The problem: Tally the lines in the data below where the word "title" appears, and give the tally alone.

------ Data extract

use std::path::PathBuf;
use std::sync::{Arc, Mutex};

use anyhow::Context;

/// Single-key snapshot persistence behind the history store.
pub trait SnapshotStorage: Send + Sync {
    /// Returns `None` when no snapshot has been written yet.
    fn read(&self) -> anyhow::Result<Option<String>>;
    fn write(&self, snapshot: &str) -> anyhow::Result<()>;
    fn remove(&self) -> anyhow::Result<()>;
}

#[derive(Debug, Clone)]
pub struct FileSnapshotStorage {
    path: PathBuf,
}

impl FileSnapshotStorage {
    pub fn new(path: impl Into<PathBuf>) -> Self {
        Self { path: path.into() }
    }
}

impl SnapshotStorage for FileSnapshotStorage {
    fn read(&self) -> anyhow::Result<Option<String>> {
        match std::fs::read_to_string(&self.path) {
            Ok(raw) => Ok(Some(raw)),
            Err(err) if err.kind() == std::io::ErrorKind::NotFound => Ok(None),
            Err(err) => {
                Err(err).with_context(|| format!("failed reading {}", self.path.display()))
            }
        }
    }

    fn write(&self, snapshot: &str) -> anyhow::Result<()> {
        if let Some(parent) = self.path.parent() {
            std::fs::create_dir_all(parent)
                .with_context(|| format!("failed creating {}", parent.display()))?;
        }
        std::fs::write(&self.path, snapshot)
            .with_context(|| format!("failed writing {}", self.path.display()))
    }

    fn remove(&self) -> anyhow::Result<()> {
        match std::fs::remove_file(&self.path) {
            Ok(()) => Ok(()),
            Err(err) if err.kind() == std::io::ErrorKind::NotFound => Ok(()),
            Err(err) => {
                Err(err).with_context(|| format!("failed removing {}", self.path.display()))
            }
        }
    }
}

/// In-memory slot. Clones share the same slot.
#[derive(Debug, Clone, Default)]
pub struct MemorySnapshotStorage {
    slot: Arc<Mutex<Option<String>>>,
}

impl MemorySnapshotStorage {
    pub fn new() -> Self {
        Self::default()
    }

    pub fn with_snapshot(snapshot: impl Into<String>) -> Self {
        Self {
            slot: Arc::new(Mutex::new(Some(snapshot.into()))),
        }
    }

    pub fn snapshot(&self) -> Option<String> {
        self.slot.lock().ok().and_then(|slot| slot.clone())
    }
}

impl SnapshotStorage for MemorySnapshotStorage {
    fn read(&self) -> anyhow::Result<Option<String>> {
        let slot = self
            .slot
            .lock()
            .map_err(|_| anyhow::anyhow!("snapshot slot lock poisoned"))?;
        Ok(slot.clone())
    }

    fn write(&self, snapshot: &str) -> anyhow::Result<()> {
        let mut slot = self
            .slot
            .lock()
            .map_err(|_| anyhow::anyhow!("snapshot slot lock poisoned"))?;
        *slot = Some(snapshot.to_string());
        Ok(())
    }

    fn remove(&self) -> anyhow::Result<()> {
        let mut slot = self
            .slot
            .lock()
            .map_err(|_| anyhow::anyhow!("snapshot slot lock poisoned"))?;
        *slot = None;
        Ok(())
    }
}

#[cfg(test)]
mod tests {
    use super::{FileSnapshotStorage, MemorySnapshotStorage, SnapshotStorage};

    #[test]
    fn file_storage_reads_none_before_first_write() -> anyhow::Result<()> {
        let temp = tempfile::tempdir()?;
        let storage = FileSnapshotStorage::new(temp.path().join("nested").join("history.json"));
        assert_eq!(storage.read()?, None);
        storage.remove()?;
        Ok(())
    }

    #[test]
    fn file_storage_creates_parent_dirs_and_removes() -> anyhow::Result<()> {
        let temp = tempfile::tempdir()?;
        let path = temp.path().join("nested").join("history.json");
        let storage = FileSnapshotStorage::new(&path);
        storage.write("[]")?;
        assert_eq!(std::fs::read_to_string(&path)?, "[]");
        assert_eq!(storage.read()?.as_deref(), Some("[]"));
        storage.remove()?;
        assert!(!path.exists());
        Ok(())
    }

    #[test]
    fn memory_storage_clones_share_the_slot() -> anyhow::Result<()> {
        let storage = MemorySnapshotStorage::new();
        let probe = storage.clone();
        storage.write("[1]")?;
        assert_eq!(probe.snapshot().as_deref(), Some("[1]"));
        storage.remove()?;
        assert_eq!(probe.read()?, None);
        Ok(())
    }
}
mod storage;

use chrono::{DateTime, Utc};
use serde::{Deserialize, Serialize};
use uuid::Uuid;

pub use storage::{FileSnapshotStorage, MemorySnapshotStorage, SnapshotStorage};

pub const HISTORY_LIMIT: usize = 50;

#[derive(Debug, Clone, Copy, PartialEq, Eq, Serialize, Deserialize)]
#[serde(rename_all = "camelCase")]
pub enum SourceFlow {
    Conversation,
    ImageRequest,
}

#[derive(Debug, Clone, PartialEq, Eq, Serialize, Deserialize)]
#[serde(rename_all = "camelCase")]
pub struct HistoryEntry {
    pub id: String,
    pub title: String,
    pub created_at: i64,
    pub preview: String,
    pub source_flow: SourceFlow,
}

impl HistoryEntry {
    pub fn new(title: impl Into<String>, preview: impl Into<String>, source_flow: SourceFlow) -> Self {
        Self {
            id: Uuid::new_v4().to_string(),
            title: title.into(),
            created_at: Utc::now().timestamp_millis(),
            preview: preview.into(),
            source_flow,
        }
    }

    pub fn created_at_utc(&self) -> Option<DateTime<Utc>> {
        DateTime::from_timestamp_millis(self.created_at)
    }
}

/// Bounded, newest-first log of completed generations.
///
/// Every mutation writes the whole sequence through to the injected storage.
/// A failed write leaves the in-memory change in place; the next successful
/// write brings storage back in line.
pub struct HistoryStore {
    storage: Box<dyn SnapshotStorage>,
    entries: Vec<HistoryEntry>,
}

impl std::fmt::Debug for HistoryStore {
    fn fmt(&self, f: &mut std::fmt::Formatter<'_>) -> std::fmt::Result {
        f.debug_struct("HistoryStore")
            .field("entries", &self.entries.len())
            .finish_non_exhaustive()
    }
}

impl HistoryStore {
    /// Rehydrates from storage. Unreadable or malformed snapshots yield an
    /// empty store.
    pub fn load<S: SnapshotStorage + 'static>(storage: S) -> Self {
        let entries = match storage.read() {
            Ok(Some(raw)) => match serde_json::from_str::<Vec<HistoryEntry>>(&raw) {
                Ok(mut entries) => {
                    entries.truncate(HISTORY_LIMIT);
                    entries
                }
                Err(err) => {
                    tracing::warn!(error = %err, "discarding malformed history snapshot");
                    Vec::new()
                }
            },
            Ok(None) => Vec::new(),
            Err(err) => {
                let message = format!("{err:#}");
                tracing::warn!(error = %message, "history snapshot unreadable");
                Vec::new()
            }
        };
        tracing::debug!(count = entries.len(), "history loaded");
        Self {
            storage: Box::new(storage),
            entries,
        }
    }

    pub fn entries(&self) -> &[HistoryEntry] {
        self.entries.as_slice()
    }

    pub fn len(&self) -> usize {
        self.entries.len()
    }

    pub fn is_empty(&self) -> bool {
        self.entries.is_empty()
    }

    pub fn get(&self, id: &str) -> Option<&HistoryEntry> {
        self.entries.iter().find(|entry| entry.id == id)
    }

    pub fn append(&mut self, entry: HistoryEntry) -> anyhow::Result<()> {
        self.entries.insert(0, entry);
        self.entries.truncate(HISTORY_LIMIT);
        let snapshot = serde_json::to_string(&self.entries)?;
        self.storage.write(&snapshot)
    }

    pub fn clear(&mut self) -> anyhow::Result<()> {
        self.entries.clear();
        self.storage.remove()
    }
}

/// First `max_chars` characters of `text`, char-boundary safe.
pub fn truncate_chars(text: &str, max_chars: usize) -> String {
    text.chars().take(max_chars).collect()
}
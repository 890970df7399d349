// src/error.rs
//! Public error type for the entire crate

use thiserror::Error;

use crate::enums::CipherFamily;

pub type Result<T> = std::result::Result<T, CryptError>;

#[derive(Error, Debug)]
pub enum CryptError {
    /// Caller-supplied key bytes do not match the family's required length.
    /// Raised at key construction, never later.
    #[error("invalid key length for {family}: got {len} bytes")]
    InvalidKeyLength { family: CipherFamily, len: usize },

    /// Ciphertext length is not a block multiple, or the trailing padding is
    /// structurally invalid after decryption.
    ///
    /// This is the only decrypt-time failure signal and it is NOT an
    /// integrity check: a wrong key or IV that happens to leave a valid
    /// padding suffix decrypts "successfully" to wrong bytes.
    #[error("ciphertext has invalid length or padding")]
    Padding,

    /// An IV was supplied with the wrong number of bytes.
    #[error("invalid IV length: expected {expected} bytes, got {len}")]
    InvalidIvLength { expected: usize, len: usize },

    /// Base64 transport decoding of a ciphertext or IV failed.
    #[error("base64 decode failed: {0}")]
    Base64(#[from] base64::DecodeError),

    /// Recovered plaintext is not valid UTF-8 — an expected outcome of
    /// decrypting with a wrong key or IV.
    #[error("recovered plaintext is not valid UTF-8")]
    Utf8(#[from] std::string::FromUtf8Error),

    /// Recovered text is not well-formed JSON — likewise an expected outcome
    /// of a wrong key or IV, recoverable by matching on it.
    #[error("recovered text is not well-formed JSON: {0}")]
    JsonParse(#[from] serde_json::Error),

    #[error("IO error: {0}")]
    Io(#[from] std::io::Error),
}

------------

Task output: 3